### What to work on
Copy, from the material below, each line that contains the word "Discrepancy".

%%

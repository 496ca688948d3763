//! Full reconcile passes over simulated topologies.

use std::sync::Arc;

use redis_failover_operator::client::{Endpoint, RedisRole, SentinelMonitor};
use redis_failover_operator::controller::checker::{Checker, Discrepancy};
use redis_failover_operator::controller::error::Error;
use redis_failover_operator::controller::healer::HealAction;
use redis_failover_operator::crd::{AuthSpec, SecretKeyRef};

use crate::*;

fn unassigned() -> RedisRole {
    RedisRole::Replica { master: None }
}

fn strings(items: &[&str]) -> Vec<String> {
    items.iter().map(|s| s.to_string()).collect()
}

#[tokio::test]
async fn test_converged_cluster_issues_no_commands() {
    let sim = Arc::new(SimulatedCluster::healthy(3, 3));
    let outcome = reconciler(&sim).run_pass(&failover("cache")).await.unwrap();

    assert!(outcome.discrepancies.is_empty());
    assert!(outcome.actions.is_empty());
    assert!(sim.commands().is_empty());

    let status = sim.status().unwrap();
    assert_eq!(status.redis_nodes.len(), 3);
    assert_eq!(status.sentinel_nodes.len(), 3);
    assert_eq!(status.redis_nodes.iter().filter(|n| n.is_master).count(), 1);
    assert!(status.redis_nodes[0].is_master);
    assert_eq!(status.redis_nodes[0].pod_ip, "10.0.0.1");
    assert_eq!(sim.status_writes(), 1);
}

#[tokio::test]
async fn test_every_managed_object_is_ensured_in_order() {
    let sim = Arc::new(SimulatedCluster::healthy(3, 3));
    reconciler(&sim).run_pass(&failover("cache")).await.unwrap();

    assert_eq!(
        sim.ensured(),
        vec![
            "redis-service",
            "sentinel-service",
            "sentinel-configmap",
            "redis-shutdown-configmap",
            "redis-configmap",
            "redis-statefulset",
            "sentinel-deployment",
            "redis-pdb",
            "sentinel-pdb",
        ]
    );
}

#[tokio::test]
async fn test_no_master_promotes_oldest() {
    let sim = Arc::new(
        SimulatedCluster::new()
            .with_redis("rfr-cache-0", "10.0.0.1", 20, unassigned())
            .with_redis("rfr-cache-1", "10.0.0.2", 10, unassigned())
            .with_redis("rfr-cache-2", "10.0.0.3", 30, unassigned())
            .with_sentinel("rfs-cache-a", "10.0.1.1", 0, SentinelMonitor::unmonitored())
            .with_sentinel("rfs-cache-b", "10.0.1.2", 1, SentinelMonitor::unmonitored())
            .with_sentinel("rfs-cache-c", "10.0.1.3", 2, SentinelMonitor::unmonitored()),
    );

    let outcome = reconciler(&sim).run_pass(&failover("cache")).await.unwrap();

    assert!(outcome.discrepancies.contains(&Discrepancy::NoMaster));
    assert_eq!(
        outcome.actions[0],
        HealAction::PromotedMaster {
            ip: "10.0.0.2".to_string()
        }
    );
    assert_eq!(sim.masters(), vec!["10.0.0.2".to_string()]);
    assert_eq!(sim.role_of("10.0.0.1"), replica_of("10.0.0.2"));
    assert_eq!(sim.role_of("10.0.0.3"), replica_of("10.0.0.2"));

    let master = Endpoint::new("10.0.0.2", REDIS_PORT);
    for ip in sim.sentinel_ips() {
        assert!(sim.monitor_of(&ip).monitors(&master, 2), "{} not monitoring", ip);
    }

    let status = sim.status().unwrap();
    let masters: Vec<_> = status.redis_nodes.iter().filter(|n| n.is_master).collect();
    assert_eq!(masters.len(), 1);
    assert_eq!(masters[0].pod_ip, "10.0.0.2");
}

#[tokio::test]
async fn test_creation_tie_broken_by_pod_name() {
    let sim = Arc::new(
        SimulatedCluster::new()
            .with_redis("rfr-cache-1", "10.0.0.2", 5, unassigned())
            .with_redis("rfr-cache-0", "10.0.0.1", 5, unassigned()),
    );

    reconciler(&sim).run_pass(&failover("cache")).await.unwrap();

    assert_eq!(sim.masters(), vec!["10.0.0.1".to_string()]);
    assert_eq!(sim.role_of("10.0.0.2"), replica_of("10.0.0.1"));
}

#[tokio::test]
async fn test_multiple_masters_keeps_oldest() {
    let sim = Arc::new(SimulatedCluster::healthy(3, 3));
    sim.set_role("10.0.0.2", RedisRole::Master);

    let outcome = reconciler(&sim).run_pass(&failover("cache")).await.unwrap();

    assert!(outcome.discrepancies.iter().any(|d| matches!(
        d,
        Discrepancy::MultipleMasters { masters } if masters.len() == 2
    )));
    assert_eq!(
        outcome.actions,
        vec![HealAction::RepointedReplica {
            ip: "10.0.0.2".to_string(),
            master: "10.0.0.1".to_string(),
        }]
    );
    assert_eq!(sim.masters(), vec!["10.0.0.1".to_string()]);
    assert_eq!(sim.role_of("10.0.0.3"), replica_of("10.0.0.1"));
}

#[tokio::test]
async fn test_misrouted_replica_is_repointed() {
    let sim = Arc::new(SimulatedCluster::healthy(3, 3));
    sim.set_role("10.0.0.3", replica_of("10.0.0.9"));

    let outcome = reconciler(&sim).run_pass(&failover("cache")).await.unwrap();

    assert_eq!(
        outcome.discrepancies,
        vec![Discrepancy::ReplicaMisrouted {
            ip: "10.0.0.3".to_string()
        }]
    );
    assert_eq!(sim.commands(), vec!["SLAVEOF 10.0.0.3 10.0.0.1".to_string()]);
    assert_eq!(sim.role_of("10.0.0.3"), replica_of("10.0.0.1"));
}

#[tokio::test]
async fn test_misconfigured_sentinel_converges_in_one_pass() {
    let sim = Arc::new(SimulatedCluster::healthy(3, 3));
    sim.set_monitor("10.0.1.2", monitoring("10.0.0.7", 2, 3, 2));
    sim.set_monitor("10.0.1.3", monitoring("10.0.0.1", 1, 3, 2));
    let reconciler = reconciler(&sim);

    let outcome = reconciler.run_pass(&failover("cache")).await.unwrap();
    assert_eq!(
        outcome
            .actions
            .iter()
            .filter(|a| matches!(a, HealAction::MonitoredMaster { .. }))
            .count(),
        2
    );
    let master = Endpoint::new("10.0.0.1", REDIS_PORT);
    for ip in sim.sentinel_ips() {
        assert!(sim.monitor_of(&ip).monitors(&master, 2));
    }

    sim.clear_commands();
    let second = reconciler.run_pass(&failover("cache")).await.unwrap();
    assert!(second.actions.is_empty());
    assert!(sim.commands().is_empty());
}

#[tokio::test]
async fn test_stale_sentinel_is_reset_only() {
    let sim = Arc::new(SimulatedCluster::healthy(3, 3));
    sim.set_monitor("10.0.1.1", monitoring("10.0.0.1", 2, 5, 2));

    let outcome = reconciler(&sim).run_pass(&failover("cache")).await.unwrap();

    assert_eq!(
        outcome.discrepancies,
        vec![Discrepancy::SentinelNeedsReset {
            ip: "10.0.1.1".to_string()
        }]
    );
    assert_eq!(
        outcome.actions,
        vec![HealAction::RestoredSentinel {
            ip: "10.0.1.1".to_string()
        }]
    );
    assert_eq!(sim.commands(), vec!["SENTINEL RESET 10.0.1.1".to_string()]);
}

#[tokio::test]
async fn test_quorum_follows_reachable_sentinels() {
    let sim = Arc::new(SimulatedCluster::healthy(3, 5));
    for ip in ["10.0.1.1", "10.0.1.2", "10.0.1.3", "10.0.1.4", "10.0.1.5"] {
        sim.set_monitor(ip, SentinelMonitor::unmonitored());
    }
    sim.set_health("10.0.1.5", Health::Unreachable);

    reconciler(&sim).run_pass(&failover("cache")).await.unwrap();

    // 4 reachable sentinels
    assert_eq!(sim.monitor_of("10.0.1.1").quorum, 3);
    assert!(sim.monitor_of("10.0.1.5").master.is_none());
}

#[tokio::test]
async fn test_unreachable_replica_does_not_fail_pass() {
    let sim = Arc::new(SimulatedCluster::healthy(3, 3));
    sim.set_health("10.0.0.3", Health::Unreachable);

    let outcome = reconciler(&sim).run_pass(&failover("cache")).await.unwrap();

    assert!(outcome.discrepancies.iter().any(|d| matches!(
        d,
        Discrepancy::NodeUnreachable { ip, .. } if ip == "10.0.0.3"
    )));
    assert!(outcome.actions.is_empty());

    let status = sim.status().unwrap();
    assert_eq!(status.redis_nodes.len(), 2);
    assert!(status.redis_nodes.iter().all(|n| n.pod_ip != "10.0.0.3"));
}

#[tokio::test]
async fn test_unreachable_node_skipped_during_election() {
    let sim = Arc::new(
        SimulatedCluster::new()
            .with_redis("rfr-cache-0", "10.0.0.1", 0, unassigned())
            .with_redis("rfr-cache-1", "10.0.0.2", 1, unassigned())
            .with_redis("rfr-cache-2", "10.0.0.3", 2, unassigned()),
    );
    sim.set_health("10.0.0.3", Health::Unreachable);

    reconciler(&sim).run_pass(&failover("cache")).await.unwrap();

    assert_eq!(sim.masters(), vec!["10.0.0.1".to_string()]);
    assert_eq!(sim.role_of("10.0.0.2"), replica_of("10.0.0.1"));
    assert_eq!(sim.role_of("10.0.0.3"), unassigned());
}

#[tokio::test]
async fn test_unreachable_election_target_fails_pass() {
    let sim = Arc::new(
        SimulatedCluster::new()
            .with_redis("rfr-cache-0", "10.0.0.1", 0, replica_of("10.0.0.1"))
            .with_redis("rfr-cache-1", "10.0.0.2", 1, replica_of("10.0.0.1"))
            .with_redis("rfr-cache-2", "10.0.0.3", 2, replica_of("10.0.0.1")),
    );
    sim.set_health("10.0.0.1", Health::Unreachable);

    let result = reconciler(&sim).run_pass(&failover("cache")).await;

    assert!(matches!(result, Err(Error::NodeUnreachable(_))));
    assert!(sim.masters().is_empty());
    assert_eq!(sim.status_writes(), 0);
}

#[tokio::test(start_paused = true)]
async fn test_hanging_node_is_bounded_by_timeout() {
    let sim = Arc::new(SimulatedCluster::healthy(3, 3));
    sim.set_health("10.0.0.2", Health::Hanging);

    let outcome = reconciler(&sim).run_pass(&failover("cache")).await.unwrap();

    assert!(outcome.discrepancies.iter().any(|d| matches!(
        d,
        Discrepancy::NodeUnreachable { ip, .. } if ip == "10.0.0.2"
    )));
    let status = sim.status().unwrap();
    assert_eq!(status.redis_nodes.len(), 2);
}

%%

### Task answer
use redis_failover_operator::controller::checker::{Checker, Discrepancy};
    assert!(outcome.discrepancies.contains(&Discrepancy::NoMaster));
        Discrepancy::MultipleMasters { masters } if masters.len() == 2
        vec![Discrepancy::ReplicaMisrouted {
        vec![Discrepancy::SentinelNeedsReset {
        Discrepancy::NodeUnreachable { ip, .. } if ip == "10.0.0.3"
        Discrepancy::NodeUnreachable { ip, .. } if ip == "10.0.0.2"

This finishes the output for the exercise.